As believer, we have no doubt that our God is the ultimate place that we should seek help from. But sometimes, through our daily commitment, we have forgotten that He is the ultimate reset button and not a program inside the computer. And doing our quiet time and spending time with Him is not the extra program that we need to slot in our schedule everyday. It's actually invoking the reset button that everything in the life is once again back to a no load condition.

This is a perception problem, I suppose. And perhaps this is the essence of the example that a woman spend 10 minutes every morning reading the Bible but she could not hear from Him. And yet, when she spend the same amount of time doing her hobby attending to the plants, she proclaimed that she has encountered God.

Anna

Sunday, January 16, 2011

Time

Excerpt from Mark Conner's blog (http://markconner.typepad.com/). A reminder to use our precious time wisely. I like the analogy of the bank account. May 2011 be a fruitful year for all of us drawing closer and deeper with God! -Diana
________________________________________________________________
Progress is step by step. One grade at a time. One town at a time. You never just arrive - you must take the journey. It's part of the process and just as important as the destination. Go for consistency - doing well for the long haul. Not just quick bursts of enthusiasm. Growth takes time and continued effort.

If we are faithful with what we have (looking after it well), God will give us more. Are you ruling well over the little you have? Are you faithful with what you've got? Looking for more without dealing well with what you've got is immaturity. God looks at how well we handle what we have to determine what we can receive (read Luke 12:48). God rewards faithfulness. Note Jesus' parables - "Well done, good and faithful servant.”

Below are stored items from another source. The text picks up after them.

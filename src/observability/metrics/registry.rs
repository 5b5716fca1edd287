//! # Metrics Registry
//!
//! Prometheus metrics registry setup and registration.

use anyhow::{Context, Result};
use prometheus::{Encoder, Registry, TextEncoder};
use std::sync::LazyLock;

/// Global Prometheus metrics registry
pub(crate) static REGISTRY: LazyLock<Registry> = LazyLock::new(Registry::new);

/// Register all metrics with the Prometheus registry
///
/// Prometheus metrics are `Arc`-backed, so the registry holds clones of the
/// statics.
#[allow(
    clippy::missing_errors_doc,
    reason = "Fails only when a metric is registered twice"
)]
pub fn register_metrics() -> Result<()> {
    super::controller_metrics::register_controller_metrics()?;
    Ok(())
}

/// Render every registered metric in the text exposition format
#[allow(
    clippy::missing_errors_doc,
    reason = "Fails only on encoder errors"
)]
pub fn gather_text() -> Result<String> {
    let encoder = TextEncoder::new();
    let mut buffer = Vec::new();
    encoder
        .encode(&REGISTRY.gather(), &mut buffer)
        .context("Failed to encode metrics")?;
    String::from_utf8(buffer).context("Metrics output is not valid UTF-8")
}
//! # Puller Controller
//!
//! A Kubernetes controller that propagates container registry credentials.
//!
//! A cluster-scoped `Puller` lists registry credentials and an optional
//! namespace selector. For every selected namespace the controller keeps an
//! image pull secret named `puller-config` in sync with the credentials and
//! adds it to `imagePullSecrets` of every service account there. Deleting a
//! `Puller` removes those references again before its finalizer is released.
//!
//! ## Modules
//!
//! - `crd` - the `Puller` resource and its status
//! - `store` - typed cluster access, live and in-memory
//! - `controller` - reconcile logic, retries, backoff, triggers and the probe server
//! - `runtime` - process startup, the watch loop and error policy
//! - `observability` - tracing and Prometheus metrics
//! - `config` - environment and flag driven configuration

pub mod config;
pub mod constants;
pub mod controller;
pub mod crd;
pub mod observability;
pub mod runtime;
pub mod selector;
pub mod store;
impl InMemoryStore {
    pub fn new() -> Self {
        Self::default()
    }

    fn lock(&self) -> MutexGuard<'_, State> {
        self.state.lock().unwrap_or_else(PoisonError::into_inner)
    }

    /// Create a namespace with the given labels
    pub fn add_namespace(&self, name: &str, labels: &[(&str, &str)]) {
        let mut state = self.lock();
        let version = state.next_version();
        let uid = state.next_uid();
        let labels: BTreeMap<String, String> = labels
            .iter()
            .map(|(k, v)| ((*k).to_string(), (*v).to_string()))
            .collect();
        let namespace = Namespace {
            metadata: ObjectMeta {
                name: Some(name.to_string()),
                labels: (!labels.is_empty()).then_some(labels),
                resource_version: Some(version),
                uid: Some(uid),
                ..Default::default()
            },
            ..Default::default()
        };
        state.namespaces.insert(name.to_string(), namespace);
    }

    /// Create a service account with no image pull secrets
    pub fn add_service_account(&self, namespace: &str, name: &str) {
        let mut state = self.lock();
        let version = state.next_version();
        let uid = state.next_uid();
        let service_account = ServiceAccount {
            metadata: ObjectMeta {
                name: Some(name.to_string()),
                namespace: Some(namespace.to_string()),
                resource_version: Some(version),
                uid: Some(uid),
                ..Default::default()
            },
            ..Default::default()
        };
        state
            .service_accounts
            .insert((namespace.to_string(), name.to_string()), service_account);
    }

    /// Create a `Puller`, assigning uid and resourceVersion
    pub fn create_puller(&self, mut puller: Puller) -> Puller {
        let mut state = self.lock();
        puller.metadata.resource_version = Some(state.next_version());
        puller.metadata.uid = Some(state.next_uid());
        puller.metadata.generation = Some(1);
        state.pullers.insert(puller.name_any(), puller.clone());
        puller
    }

    /// Replace the spec of a stored `Puller` as an operator edit would
    pub fn update_puller_spec(&self, name: &str, spec: crate::crd::PullerSpec) {
        let mut state = self.lock();
        let version = state.next_version();
        if let Some(puller) = state.pullers.get_mut(name) {
            puller.spec = spec;
            puller.metadata.resource_version = Some(version);
            puller.metadata.generation = Some(puller.metadata.generation.unwrap_or(0) + 1);
        }
    }

    /// Request deletion of a `Puller`
    ///
    /// Removes it outright when no finalizers remain, otherwise marks it
    /// terminating.
    pub fn request_puller_deletion(&self, name: &str) -> Result<(), StoreError> {
        let timestamp = now()?;
        let mut state = self.lock();
        let version = state.next_version();
        let Some(puller) = state.pullers.get_mut(name) else {
            return Err(not_found("Puller", name));
        };
        if puller.finalizers().is_empty() {
            state.pullers.remove(name);
            return Ok(());
        }
        if puller.metadata.deletion_timestamp.is_none() {
            puller.metadata.deletion_timestamp = Some(timestamp);
        }
        puller.metadata.resource_version = Some(version);
        Ok(())
    }

    /// Delete a secret as an external actor would
    pub fn delete_secret(&self, namespace: &str, name: &str) -> Option<Secret> {
        self.lock()
            .secrets
            .remove(&(namespace.to_string(), name.to_string()))
    }

    pub fn puller(&self, name: &str) -> Option<Puller> {
        self.lock().pullers.get(name).cloned()
    }

    pub fn secret(&self, namespace: &str, name: &str) -> Option<Secret> {
        self.lock()
            .secrets
            .get(&(namespace.to_string(), name.to_string()))
            .cloned()
    }

    pub fn service_account(&self, namespace: &str, name: &str) -> Option<ServiceAccount> {
        self.lock()
            .service_accounts
            .get(&(namespace.to_string(), name.to_string()))
            .cloned()
    }

    /// Number of successful writes issued through [`ClusterStore`]
    pub fn write_count(&self) -> usize {
        self.lock().writes
    }

    /// Make every write to objects in `namespace` fail
    pub fn fail_writes_in(&self, namespace: &str) {
        self.lock().failing_namespaces.insert(namespace.to_string());
    }

    pub fn heal_namespace(&self, namespace: &str) {
        self.lock().failing_namespaces.remove(namespace);
    }

    /// Make every list fail until [`Self::heal_lists`]
    pub fn fail_lists(&self) {
        self.lock().failing_lists = true;
    }

    pub fn heal_lists(&self) {
        self.lock().failing_lists = false;
    }

    /// Reject the next `count` writes with a conflict
    pub fn inject_conflicts(&self, count: usize) {
        self.lock().pending_conflicts = count;
    }
}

To the unsuccessful person, time doesn’t matter. Life moves according to chance. What comes, comes. What doesn’t, doesn’t. To the successful person, time is not to be wasted. Time gives motivation for setting goals, planning carefully and setting priorities.
Moses saw the need for using time wisely.

Ps 90:12. So teach us to number our days, that we may gain a heart of wisdom. NKJV

How many days do you have left? Take some time to ponder this …

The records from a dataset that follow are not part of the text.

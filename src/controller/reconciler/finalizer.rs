//! # Finalizer
//!
//! Adds and releases the `puller.io/finalizer` guard on a `Puller`.

use crate::constants::FINALIZER_KEY;
use crate::controller::retry::{retry_on_conflict, RetryPolicy};
use crate::crd::Puller;
use crate::store::{ClusterStore, StoreError};
use kube::ResourceExt;
use tracing::info;

pub fn has_finalizer(puller: &Puller) -> bool {
    puller.finalizers().iter().any(|f| f == FINALIZER_KEY)
}

/// Make sure the finalizer is present, returning the stored object
pub async fn ensure_finalizer(
    store: &dyn ClusterStore,
    policy: RetryPolicy,
    puller: &Puller,
) -> Result<Puller, StoreError> {
    if has_finalizer(puller) {
        return Ok(puller.clone());
    }
    let name = puller.name_any();
    retry_on_conflict(policy, || async {
        let mut latest = store
            .get_puller(&name)
            .await?
            .ok_or_else(|| StoreError::NotFound {
                kind: "Puller",
                name: name.clone(),
            })?;
        if has_finalizer(&latest) {
            return Ok(latest);
        }
        latest.finalizers_mut().push(FINALIZER_KEY.to_string());
        let updated = store.replace_puller(&latest).await?;
        info!(puller = %name, "Added finalizer");
        Ok(updated)
    })
    .await
}

/// Drop the finalizer so the store can finish deleting the object
pub async fn release_finalizer(
    store: &dyn ClusterStore,
    policy: RetryPolicy,
    name: &str,
) -> Result<(), StoreError> {
    retry_on_conflict(policy, || async {
        let Some(mut latest) = store.get_puller(name).await? else {
            return Ok(());
        };
        if !has_finalizer(&latest) {
            return Ok(());
        }
        latest.finalizers_mut().retain(|f| f != FINALIZER_KEY);
        match store.replace_puller(&latest).await {
            Err(error) if error.is_not_found() => Ok(()),
            Err(error) => Err(error),
            Ok(_) => {
                info!(puller = %name, "Released finalizer");
                Ok(())
            }
        }
    })
    .await
}

#[cfg(test)]
mod tests {
    use super::*;
    use crate::crd::PullerSpec;
    use crate::store::InMemoryStore;
    use std::time::Duration;

    fn policy() -> RetryPolicy {
        RetryPolicy {
            attempts: 5,
            backoff: Duration::ZERO,
        }
    }

    #[tokio::test]
    async fn test_ensure_finalizer_is_idempotent() {
        let store = InMemoryStore::new();
        let created = store.create_puller(Puller::new("p", PullerSpec::default()));

        let updated = ensure_finalizer(&store, policy(), &created).await.unwrap();
        assert!(has_finalizer(&updated));
        ensure_finalizer(&store, policy(), &updated).await.unwrap();

        assert_eq!(store.write_count(), 1);
        assert_eq!(store.puller("p").unwrap().finalizers(), [FINALIZER_KEY.to_string()]);
    }

    #[tokio::test]
    async fn test_ensure_finalizer_survives_stale_copy() {
        let store = InMemoryStore::new();
        let created = store.create_puller(Puller::new("p", PullerSpec::default()));
        store.update_puller_spec("p", PullerSpec::default());

        let updated = ensure_finalizer(&store, policy(), &created).await.unwrap();
        assert!(has_finalizer(&updated));
    }

    #[tokio::test]
    async fn test_release_keeps_foreign_finalizers() {
        let store = InMemoryStore::new();
        let mut puller = Puller::new("p", PullerSpec::default());
        puller.metadata.finalizers = Some(vec!["other/finalizer".into(), FINALIZER_KEY.into()]);
        store.create_puller(puller);
        store.request_puller_deletion("p").unwrap();

        release_finalizer(&store, policy(), "p").await.unwrap();

        let remaining = store.puller("p").unwrap();
        assert_eq!(remaining.finalizers(), ["other/finalizer".to_string()]);
    }

    #[tokio::test]
    async fn test_release_removes_terminating_object() {
        let store = InMemoryStore::new();
        let mut puller = Puller::new("p", PullerSpec::default());
        puller.metadata.finalizers = Some(vec![FINALIZER_KEY.into()]);
        store.create_puller(puller);
        store.request_puller_deletion("p").unwrap();

        release_finalizer(&store, policy(), "p").await.unwrap();
        assert!(store.puller("p").is_none());
        release_finalizer(&store, policy(), "p").await.unwrap();
    }
}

Imagine there is a bank that credits your account each morning with $86,400. It carries over no balance from day to day. Every evening it deletes whatever part of the balance you failed to use during the day.

What would you do? Draw out every cent, of course!!!

Each of us has such a bank. Its name is TIME.
Every morning, it credits us with 86,400 seconds.
Every night it writes off, as lost, whatever of this you have failed to invest to good purpose.
It carries over no balance. It allows no overdraft.
Each day it opens a new account for you.
Each night it burns the remains of the day.
If you fail to use the day’s deposits, the loss is yours.
There is no going back.
There is no drawing against “tomorrow.”
You must live in the present on today’s deposits.
Invest it so as to get from it the utmost.
The clock is running.
Make the most of today.

Conclusion
God’s gift to you is your potential. Your gift back to Him is what you do with it (see Matt.25:14-30). Get ready for another cycle of the seasons. Start thinking about your next harvest. When you see the returns of your labour, you want to start dreaming again and the cycle of the seasons commences once again. Move to an even greater harvest and more diverse crops. Become a better farmer. May you live a fruitful life that brings honour and glory to God!